* [TASK STATEMENT] Below are lines of data. Give the number of them that contain the string "impl", and nothing else.

START SUPPLIED DATA

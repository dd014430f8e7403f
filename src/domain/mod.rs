// Measurement, threshold and classification model
pub mod performance;

// Domain-specific error types
pub mod errors;
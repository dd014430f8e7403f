pub mod application;
pub mod config;
pub mod domain;
pub mod interfaces;
use crate::application::classifier::ThresholdClassifier;
use crate::application::extractor::PerformanceExtractor;
use crate::domain::errors::ExtractionError;
use crate::domain::performance::{Classification, MalformedPolicy, Threshold};
use std::io::BufRead;
use std::path::Path;

/// Extract-then-classify pipeline for one threshold.
///
/// Holds no state between calls, so labelling the same input twice gives the
/// same answer.
#[derive(Debug, Clone)]
pub struct PerfLabeler {
    extractor: PerformanceExtractor,
    classifier: ThresholdClassifier,
}

impl PerfLabeler {
    pub fn new(threshold: Threshold, policy: MalformedPolicy) -> Self {
        Self {
            extractor: PerformanceExtractor::with_policy(threshold.unit(), policy),
            classifier: ThresholdClassifier::new(threshold),
        }
    }

    pub fn label<R: BufRead>(&self, reader: R) -> Result<Classification, ExtractionError> {
        let mean = self.extractor.mean(reader)?;
        Ok(self.classifier.classify(mean))
    }

    pub fn label_file(&self, path: impl AsRef<Path>) -> Result<Classification, ExtractionError> {
        let mean = self.extractor.mean_of_file(path)?;
        Ok(self.classifier.classify(mean))
    }
}
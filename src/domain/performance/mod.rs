// Benchmark output parsing and regression classification domain
pub mod aggregate;
pub mod classification;
pub mod measurement;
pub mod threshold;

pub use aggregate::AggregateResult;
pub use classification::Classification;
pub use measurement::{MalformedPolicy, Measurement};
pub use threshold::{Direction, Threshold};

END SUPPLIED DATA

* [RESPONSE TO THIS EXERCISE] 2